Newspapers this morning report that “Railroads warn of nationwide meltdown if extension not granted for safety requirements“.
This is a threat over PTC, positive train control, which the railroads were instructed to implement 8 years ago, but did not, and now the deadline is coming up.
If railroads cannot run their operations in compliance with federal law, they need to cease operations. However having a nation without railroads would be significantly disruptive to the economy (I am sure economists could estimate a GDP effect). The railroads are hoping this threat will persuade Congress to cave and extend the deadline.
The alternative, which is not much bandied about these days, is nationalization. Railroad nationalization has a vaguely European feel to it, and smells of socialism, but in fact, it is quite patriotic and all-American.
In The Transportation Experience, we write
By 1917, US railroads, the country’s largest industry, operated over 400,000 km (240,000 miles) of track and employed 1.8 million people. While the war was raging in Europe, war traffic was congesting America’s railroads, especially at East Coast ports; even before the American Expeditionary Force went “over there.” The American Railway Association tried to coordinate its member railroads to avoid car shortages. The Interstate Commerce Commission (ICC) was granted greater powers to ensure efficiency and that priority cargo received priority treatment. Yet the progress made by these organizations was insufficient.
On December 28 the Federal Government’s Director General of Railroads, William McAdoo, took control of the largest private railroads and placed them under the control of the United States Railroad Administration (USRA) — a creature of Congress. To this day railroads question the need for nationalization and its results; it is a sore point with them that the public might have thought that they were not doing their job. Note: A later USRA (The United States Railroad Association) acquired bankrupt railroads in the 1970s, and was eventually sold to Conrail.
Nationalization had more form than substance to it. Railroad employees were given military titles, and a few inter-railroad arrangements were forced on the properties. Some standardized locomotive designs were developed and engines were constructed. Labor arrangements were imposed that the railroads might not have agreed to under other circumstances. Railroads were granted compensation equal to their prewar profits. The shipping costs per ton-km rose however, in part due to a rise in wages.
While the railroad regulatory regime clearly collapsed with the onset of World War I, the regulation initiatives of the late 1800s and the early 1900s worked for their times. They managed the gross inequities that worried the public. Government served as a referee for among railroad ratemaking disputes, and government had begun to assert its power over who gets the location–transportation rents (via maximum rate prescriptions). The list of problems that regulation did not manage remained long, of course.
One of these was the vast difference in the economic fortunes of the different properties.

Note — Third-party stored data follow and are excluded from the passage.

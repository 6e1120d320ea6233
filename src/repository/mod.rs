// ==========================================
// 门店活动排班校验系统 - 数据仓储层
// ==========================================
// 红线: Repository 不含业务逻辑
// ==========================================
// 职责: 提供数据访问接口,屏蔽数据库细节
// 约束: 所有查询使用参数化,防止 SQL 注入
// 约定: 每个仓储同时暴露 `select_*/insert_*/update_*` 连接级函数,
//       供修复/审批服务在同一事务内组合调用
// ==========================================

pub mod assignment_repo;
pub mod db_utils;
pub mod employee_repo;
pub mod error;
pub mod event_repo;
pub mod proposal_repo;
pub mod rotation_repo;
pub mod suppression_repo;
pub mod sync_state_repo;

// 重导出核心仓储
pub use assignment_repo::AssignmentRepository;
pub use employee_repo::EmployeeRepository;
pub use error::{RepositoryError, RepositoryResult};
pub use event_repo::EventRepository;
pub use proposal_repo::ProposalRepository;
pub use rotation_repo::RotationRepository;
pub use suppression_repo::SuppressionRepository;
pub use sync_state_repo::{SyncStateRepository, SCHEDULE_SYNC_KEY};
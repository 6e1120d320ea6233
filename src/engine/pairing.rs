// ==========================================
// 门店活动排班校验系统 - Core / Supervisor 配对
// ==========================================
// 配对依据: 项目名称中的 6 位活动编号
// 人选顺序: ClubSupervisor → 当日主 Lead 轮值 → Core 负责人本人
// 时间: Core 开始 + supervisor_offset_minutes
// ==========================================

use chrono::{Duration, NaiveDateTime};
use rusqlite::Connection;
use serde::{Deserialize, Serialize};

use crate::config::ScheduleSettings;
use crate::domain::employee::Employee;
use crate::domain::schedule::{Assignment, EventWindow, RecordSource, ScheduleRecord};
use crate::domain::types::{EventType, RotationKind};
use crate::engine::schedule_core::ScheduleCore;
use crate::engine::snapshot::ScheduleSnapshot;
use crate::repository::event_repo::select_events_by_number;
use crate::repository::RepositoryResult;

#[derive(Debug, Clone, Copy, PartialEq, Eq, Serialize, Deserialize)]
#[serde(rename_all = "snake_case")]
pub enum SupervisorSource {
    SupervisorRole,
    RotationLead,
    CoreAssignee,
}

#[derive(Debug, Clone, PartialEq, Eq, Serialize, Deserialize)]
pub struct SupervisorPick {
    pub employee_id: String,
    pub source: SupervisorSource,
    pub schedule_datetime: NaiveDateTime,
}

pub struct SupervisorPairing;

impl SupervisorPairing {
    /// 配对 Supervisor 的开始时间
    pub fn supervisor_time(settings: &ScheduleSettings, core: &Assignment) -> NaiveDateTime {
        core.schedule_datetime + Duration::minutes(settings.supervisor_offset_minutes)
    }

    /// 查找与 Core 活动同编号的 Supervisor 活动
    ///
    /// 多个候选时优先窗口包含目标时间的活动
    pub fn find_supervisor_event(
        conn: &Connection,
        core_event: &EventWindow,
        at: NaiveDateTime,
    ) -> RepositoryResult<Option<EventWindow>> {
        let Some(number) = core_event.event_number() else {
            return Ok(None);
        };
        let mut candidates = select_events_by_number(conn, &number, EventType::Supervisor)?;
        // instr() 也会命中更长数字串中的子串，这里按精确编号再过滤一次
        candidates.retain(|e| e.event_number().as_deref() == Some(number.as_str()));

        let idx = candidates.iter().position(|e| e.contains(at)).unwrap_or(0);
        Ok((!candidates.is_empty()).then(|| candidates.swap_remove(idx)))
    }

    /// 选择配对 Supervisor 人选
    ///
    /// # 参数
    /// - records: 当日已有记录（用于冲突判断）
    pub fn pick(
        snapshot: &ScheduleSnapshot,
        settings: &ScheduleSettings,
        records: &[ScheduleRecord],
        core: &Assignment,
        supervisor_event: &EventWindow,
    ) -> Option<SupervisorPick> {
        let at = Self::supervisor_time(settings, core);
        let date = at.date();

        let fits = |employee: &Employee, role_checked: bool| -> bool {
            if !employee.is_active || !snapshot.verdict(&employee.employee_id, date).is_available() {
                return false;
            }
            if role_checked && !employee.role.can_work(EventType::Supervisor) {
                return false;
            }
            let requested = ScheduleRecord {
                source: RecordSource::Pending,
                record_id: 0,
                event_ref: supervisor_event.event_ref,
                employee_id: employee.employee_id.clone(),
                schedule_datetime: at,
                event_type: EventType::Supervisor,
                project_name: supervisor_event.project_name.clone(),
                duration_minutes: settings
                    .duration_minutes(EventType::Supervisor, supervisor_event.estimated_minutes),
            };
            !records
                .iter()
                .filter(|r| r.employee_id == employee.employee_id)
                .any(|r| ScheduleCore::is_double_booking(&requested, r, Some(employee.role)))
        };

        // 1. ClubSupervisor
        let mut supervisors: Vec<&Employee> = snapshot
            .employees
            .values()
            .filter(|e| e.role.is_supervisor_role())
            .collect();
        supervisors.sort_by(|a, b| a.employee_id.cmp(&b.employee_id));
        if let Some(e) = supervisors.into_iter().find(|e| fits(e, true)) {
            return Some(SupervisorPick {
                employee_id: e.employee_id.clone(),
                source: SupervisorSource::SupervisorRole,
                schedule_datetime: at,
            });
        }

        // 2. 当日主 Lead 轮值
        if let Some(lead) = snapshot
            .rotation
            .employee_for(RotationKind::PrimaryLead, date)
            .and_then(|id| snapshot.employee(id))
        {
            if fits(lead, true) {
                return Some(SupervisorPick {
                    employee_id: lead.employee_id.clone(),
                    source: SupervisorSource::RotationLead,
                    schedule_datetime: at,
                });
            }
        }

        // 3. Core 负责人本人
        snapshot
            .employee(&core.employee_id)
            .filter(|e| fits(e, false))
            .map(|e| SupervisorPick {
                employee_id: e.employee_id.clone(),
                source: SupervisorSource::CoreAssignee,
                schedule_datetime: at,
            })
    }
}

This was not just a matter of concern to the managers, stockholders, and bondholders of the railroads that were not doing well. Shippers had interest in strong railroads, as did regional groups. They were worried about good, stable service.

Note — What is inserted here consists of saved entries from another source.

// ==========================================
// 门店活动排班校验系统 - 周校验聚合器
// ==========================================
// 流程:
// 1. 7 天逐日执行单日规则
// 2. 追加周内逐日规则（重复产品/深度清洁/Lead 首时段/角色替代/时段分布）
// 3. 追加跨日规则（周上限/重复时间提示）
// 4. 过滤已忽略问题
// 5. 健康分
// ==========================================

use chrono::{Duration, Local, NaiveDate, NaiveDateTime, NaiveTime};
use std::collections::{BTreeMap, HashSet};
use std::sync::Arc;
use tracing::{debug, info, instrument};

use crate::config::{ConfigManager, ScheduleSettings};
use crate::domain::issue::{
    health_score, DailyDigest, Issue, IssueSummary, RuleKind, ValidationStatus,
    WeeklyValidationResult,
};
use crate::domain::schedule::{Assignment, EventWindow};
use crate::domain::types::{EventType, RotationKind};
use crate::engine::daily_rules::DailyRuleEngine;
use crate::engine::error::EngineResult;
use crate::engine::repositories::ValidationRepositories;
use crate::engine::schedule_core::{format_slot, ScheduleCore};
use crate::engine::snapshot::ScheduleSnapshot;

pub const DAYS_PER_WEEK: i64 = 7;

type DayRow<'a> = (&'a Assignment, &'a EventWindow);

// ==========================================
// WeeklyAggregator - 周校验聚合器
// ==========================================
pub struct WeeklyAggregator {
    repos: ValidationRepositories,
    config: Arc<ConfigManager>,
}

impl WeeklyAggregator {
    pub fn new(repos: ValidationRepositories, config: Arc<ConfigManager>) -> Self {
        Self { repos, config }
    }

    /// 周校验（以当前本地时间判断忽略记录是否过期）
    pub fn validate_week(&self, week_start: NaiveDate) -> EngineResult<WeeklyValidationResult> {
        self.validate_week_at(week_start, Local::now().naive_local())
    }

    pub fn validate_week_at(
        &self,
        week_start: NaiveDate,
        now: NaiveDateTime,
    ) -> EngineResult<WeeklyValidationResult> {
        let (result, _, _) = self.run_week(week_start, now)?;
        Ok(result)
    }

    /// 周校验，同时返回所用快照与配置（修复向导复用）
    #[instrument(skip(self))]
    pub(crate) fn run_week(
        &self,
        week_start: NaiveDate,
        now: NaiveDateTime,
    ) -> EngineResult<(WeeklyValidationResult, ScheduleSnapshot, Arc<ScheduleSettings>)> {
        let settings = self.config.settings()?;
        let week_end = week_start + Duration::days(DAYS_PER_WEEK - 1);
        let snapshot = self.repos.load_snapshot(week_start, week_end)?;
        let suppressed = self.repos.suppression_repo.active_hashes(now)?;

        let mut issues = Vec::new();
        let mut daily = Vec::new();
        let mut suppressed_count = 0usize;

        for date in snapshot.dates() {
            let mut day_issues = DailyRuleEngine::evaluate(&snapshot, &settings, date);
            day_issues.extend(Self::evaluate_week_day(&snapshot, &settings, date));

            let before = day_issues.len();
            day_issues.retain(|i| !suppressed.contains(&i.content_hash()));
            suppressed_count += before - day_issues.len();

            daily.push(DailyDigest {
                date,
                status: ValidationStatus::from_issues(&day_issues),
                summary: IssueSummary::from_issues(&day_issues),
            });
            issues.extend(day_issues);
        }

        let mut cross_day = Self::evaluate_cross_day(&snapshot, &settings, week_start);
        let before = cross_day.len();
        cross_day.retain(|i| !suppressed.contains(&i.content_hash()));
        suppressed_count += before - cross_day.len();
        issues.extend(cross_day);

        let summary = IssueSummary::from_issues(&issues);
        let result = WeeklyValidationResult {
            week_start,
            week_end,
            status: ValidationStatus::from_issues(&issues),
            health_score: health_score(summary.critical, summary.warning),
            summary,
            issues,
            daily,
            suppressed_count,
        };

        info!(
            week_start = %week_start,
            status = ?result.status,
            critical = result.summary.critical,
            warning = result.summary.warning,
            suppressed = suppressed_count,
            health_score = result.health_score,
            "周校验完成"
        );
        Ok((result, snapshot, settings))
    }

    /// 周内逐日规则
    pub fn evaluate_week_day(snapshot: &ScheduleSnapshot, settings: &ScheduleSettings, date: NaiveDate) -> Vec<Issue> {
        let day = snapshot.day_assignments(date);
        let mut issues = Vec::new();
        issues.extend(check_duplicate_product(&day, date));
        issues.extend(check_juicer_deep_clean(&day, date));
        issues.extend(check_lead_first_slot(snapshot, settings, &day, date));
        issues.extend(check_role_substitution(snapshot, &day, date));
        issues.extend(check_time_slot_distribution(settings, &day, date));
        debug!(date = %date, issues = issues.len(), "周内逐日规则执行完毕");
        issues
    }

    /// 跨日规则
    pub fn evaluate_cross_day(
        snapshot: &ScheduleSnapshot,
        settings: &ScheduleSettings,
        week_start: NaiveDate,
    ) -> Vec<Issue> {
        let mut core_by_employee: BTreeMap<&str, Vec<&Assignment>> = BTreeMap::new();
        let mut juicer_by_employee: BTreeMap<&str, Vec<&Assignment>> = BTreeMap::new();
        for date in snapshot.dates() {
            for (a, e) in snapshot.day_assignments(date) {
                if e.event_type.is_core() {
                    core_by_employee.entry(a.employee_id.as_str()).or_default().push(a);
                } else if e.event_type.is_juicer() {
                    juicer_by_employee.entry(a.employee_id.as_str()).or_default().push(a);
                }
            }
        }

        let mut issues = Vec::new();
        issues.extend(weekly_cap_issues(
            RuleKind::WeeklyCoreCap,
            "Core",
            &core_by_employee,
            settings.weekly_core_cap,
            week_start,
        ));
        issues.extend(weekly_cap_issues(
            RuleKind::WeeklyJuicerCap,
            "Juicer",
            &juicer_by_employee,
            settings.weekly_juicer_cap,
            week_start,
        ));

        // 同一 Core 时间出现天数
        for (employee_id, list) in &core_by_employee {
            let mut days_by_time: BTreeMap<NaiveTime, Vec<NaiveDate>> = BTreeMap::new();
            for a in list {
                let days = days_by_time.entry(a.clock_time()).or_default();
                if !days.contains(&a.date()) {
                    days.push(a.date());
                }
            }
            for (time, days) in days_by_time {
                if days.len() >= settings.repeated_time_min_days {
                    issues.push(
                        Issue::info(
                            RuleKind::RepeatedShiftTime,
                            format!(
                                "{} starts Core at {} on {} days this week",
                                employee_id,
                                format_slot(time),
                                days.len()
                            ),
                        )
                        .with_detail("employee_id", *employee_id)
                        .with_detail("week_start", week_start)
                        .with_detail("time", format_slot(time))
                        .with_detail("days", days.len())
                        .with_detail("dates", days),
                    );
                }
            }
        }
        issues
    }
}

fn weekly_cap_issues(
    rule: RuleKind,
    label: &str,
    by_employee: &BTreeMap<&str, Vec<&Assignment>>,
    max: usize,
    week_start: NaiveDate,
) -> Vec<Issue> {
    by_employee
        .iter()
        .filter(|(_, list)| list.len() > max)
        .map(|(employee_id, list)| {
            let ids: Vec<i64> = list.iter().map(|a| a.assignment_id).collect();
            Issue::critical(
                rule,
                format!("{} has {} {} events this week (max {})", employee_id, list.len(), label, max),
            )
            .with_detail("employee_id", *employee_id)
            .with_detail("week_start", week_start)
            .with_detail("count", list.len())
            .with_detail("max", max)
            .with_detail("assignment_ids", ids)
        })
        .collect()
}

// ==========================================
// 同日重复产品
// ==========================================
fn check_duplicate_product(day: &[DayRow], date: NaiveDate) -> Vec<Issue> {
    let mut by_product: BTreeMap<String, Vec<DayRow>> = BTreeMap::new();
    for (a, e) in day.iter().filter(|(_, e)| e.event_type.is_core()) {
        let product = e.product_name();
        if !product.is_empty() {
            by_product.entry(product).or_default().push((*a, *e));
        }
    }

    by_product
        .into_iter()
        .filter(|(_, rows)| rows.len() > 1)
        .map(|(product, rows)| {
            Issue::warning(
                RuleKind::DuplicateProduct,
                format!("'{}' is demoed {} times on {}", product, rows.len(), date),
            )
            .with_detail("date", date)
            .with_detail("product", &product)
            .with_detail("assignment_ids", rows.iter().map(|(a, _)| a.assignment_id).collect::<Vec<_>>())
            .with_detail("event_refs", rows.iter().map(|(_, e)| e.event_ref).collect::<Vec<_>>())
        })
        .collect()
}

// ==========================================
// Juicer 深度清洁与生产同日
// ==========================================
fn check_juicer_deep_clean(day: &[DayRow], date: NaiveDate) -> Vec<Issue> {
    let ids_of = |t: EventType| -> Vec<i64> {
        day.iter()
            .filter(|(_, e)| e.event_type == t)
            .map(|(a, _)| a.assignment_id)
            .collect()
    };
    let deep_clean = ids_of(EventType::JuicerDeepClean);
    let production = ids_of(EventType::JuicerProduction);

    if deep_clean.is_empty() || production.is_empty() {
        return Vec::new();
    }
    vec![Issue::critical(
        RuleKind::JuicerDeepCleanConflict,
        format!("Juicer deep clean and Juicer production are both scheduled on {}", date),
    )
    .with_detail("date", date)
    .with_detail("deep_clean_assignment_ids", deep_clean)
    .with_detail("production_assignment_ids", production)]
}

// ==========================================
// 主 Lead 必须在首个时段
// ==========================================
fn check_lead_first_slot(
    snapshot: &ScheduleSnapshot,
    settings: &ScheduleSettings,
    day: &[DayRow],
    date: NaiveDate,
) -> Vec<Issue> {
    let Some(lead) = snapshot.rotation.employee_for(RotationKind::PrimaryLead, date) else {
        return Vec::new();
    };
    let Some(first_slot) = settings.first_core_slot() else {
        return Vec::new();
    };
    if !snapshot.verdict(lead, date).is_available() {
        debug!(lead, date = %date, "主 Lead 当日不可用，跳过首时段检查");
        return Vec::new();
    }

    let lead_cores: Vec<&Assignment> = day
        .iter()
        .filter(|(a, e)| a.employee_id == lead && e.event_type.is_core())
        .map(|(a, _)| *a)
        .collect();
    if lead_cores.is_empty() || lead_cores.iter().any(|a| a.clock_time() == first_slot) {
        return Vec::new();
    }

    let earliest = lead_cores[0];
    vec![Issue::critical(
        RuleKind::LeadNotFirstSlot,
        format!(
            "Primary lead {} starts Core at {} on {}; expected {}",
            lead,
            format_slot(earliest.clock_time()),
            date,
            format_slot(first_slot)
        ),
    )
    .with_detail("assignment_id", earliest.assignment_id)
    .with_detail("employee_id", lead)
    .with_detail("date", date)
    .with_detail("scheduled_time", format_slot(earliest.clock_time()))
    .with_detail("expected_time", format_slot(first_slot))]
}

// ==========================================
// 不建议的角色替代
// ==========================================
fn check_role_substitution(snapshot: &ScheduleSnapshot, day: &[DayRow], date: NaiveDate) -> Vec<Issue> {
    let busy: HashSet<&str> = day.iter().map(|(a, _)| a.employee_id.as_str()).collect();

    let mut free: Vec<_> = snapshot
        .employees
        .values()
        .filter(|e| e.is_active && !busy.contains(e.employee_id.as_str()))
        .filter(|e| snapshot.verdict(&e.employee_id, date).is_available())
        .collect();
    free.sort_by(|a, b| a.employee_id.cmp(&b.employee_id));

    day.iter()
        .filter(|(_, e)| e.event_type.is_core() || e.event_type.is_role_gated_lightweight())
        .filter_map(|(a, e)| {
            let role = snapshot.role_of(&a.employee_id)?;
            if role.is_preferred_for(e.event_type) {
                return None;
            }
            let preferred_free: Vec<&str> = free
                .iter()
                .filter(|c| c.role.is_preferred_for(e.event_type))
                .map(|c| c.employee_id.as_str())
                .collect();
            if preferred_free.is_empty() {
                return None;
            }
            Some(
                Issue::warning(
                    RuleKind::RoleSubstitution,
                    format!(
                        "{} ({}) holds {} while a preferred employee was free",
                        a.employee_id, role, e.event_type
                    ),
                )
                .with_detail("assignment_id", a.assignment_id)
                .with_detail("employee_id", &a.employee_id)
                .with_detail("role", role)
                .with_detail("event_type", e.event_type)
                .with_detail("date", date)
                .with_detail("available_preferred", preferred_free),
            )
        })
        .collect()
}

// ==========================================
// 时段分布形状
// ==========================================
fn check_time_slot_distribution(settings: &ScheduleSettings, day: &[DayRow], date: NaiveDate) -> Vec<Issue> {
    let core_times: Vec<NaiveTime> = day
        .iter()
        .filter(|(_, e)| e.event_type.is_core())
        .map(|(a, _)| a.clock_time())
        .collect();
    if core_times.is_empty() {
        return Vec::new();
    }

    let counts = ScheduleCore::slot_counts(&core_times, &settings.core_slots);
    let deltas = ScheduleCore::distribution_violations(&counts);
    if deltas.is_empty() {
        return Vec::new();
    }

    let shape: Vec<String> = counts.iter().map(|(_, c)| c.to_string()).collect();
    vec![Issue::critical(
        RuleKind::TimeSlotDistribution,
        format!("Core slot distribution [{}] on {} is not a left-to-right fill", shape.join(", "), date),
    )
    .with_detail("date", date)
    .with_detail("slot_counts", ScheduleCore::to_slot_counts(&counts))
    .with_detail("deltas", deltas)]
}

After the United States entered World War I in 1917, the country’s railways proved inadequate to the task of supplying the nation’s war effort. On December 26, 1917, U.S. President Woodrow Wilson nationalized most American railways under the Federal Possession and Control Act, creating the United States Railroad Administration (USRA), which took control of the railways on December 28, 1917. The USRA introduced several reforms to increase efficiency and reduce costs, including standardizing rolling stock and steam locomotive designs. The war ended in 1918, and on March 1, 1920, the railways were handed back to their original owners.
Today the US could only justify it because of the potential collapse of the rail network being threatened by the large carriers if they don’t get their way. Nationalization of the railroads would follow nationalization of banks and the auto industry during the Great Recession, and would presumably be temporary while the appropriate safety systems were installed.
Seizing the railroads does provide an opportunity though. The Government could take rights-of-way for a potential high-speed passenger network before reselling the railroads back to the private sector. This would be far cheaper than negotiating one-on-one with the railroads. It would reduce the value of the freight network somewhat, but the public would be better off than if it tried to build the HSR network line by line.
2010 and 2015 Current market capitalizations for major US railroads are (from yahoo finance):
Railroad 2010 2015
CP $9.7B $24.9B
UNP $38B $82.2B
NSC $22B $24.23B
CSX $21B $28B
KSU $3.8B $10.6B
BNSF is held by Warren Buffet.
The total is still a surprisingly cheap $170B (excluding BNSF), though far more than in 2010. (As a point of reference, please compare this to the nominal value of Uber, and decide who is overvalued.)
Nationalization should be an option on the table. Certainly, railroads are competitive with trucks and each other in certain markets, but in other markets they possess characteristics of spatial monopoly. And collectively their presence is more important than any individual railroad. If the economic sector is essential for the rest of the economy, which freight railroads are (imagine this winter without coal for heating, imagine trying to ship that coal by truck), at least in the short run, they must keep operating.
In the long run, the economy should continue to seek alternatives to the Octopus.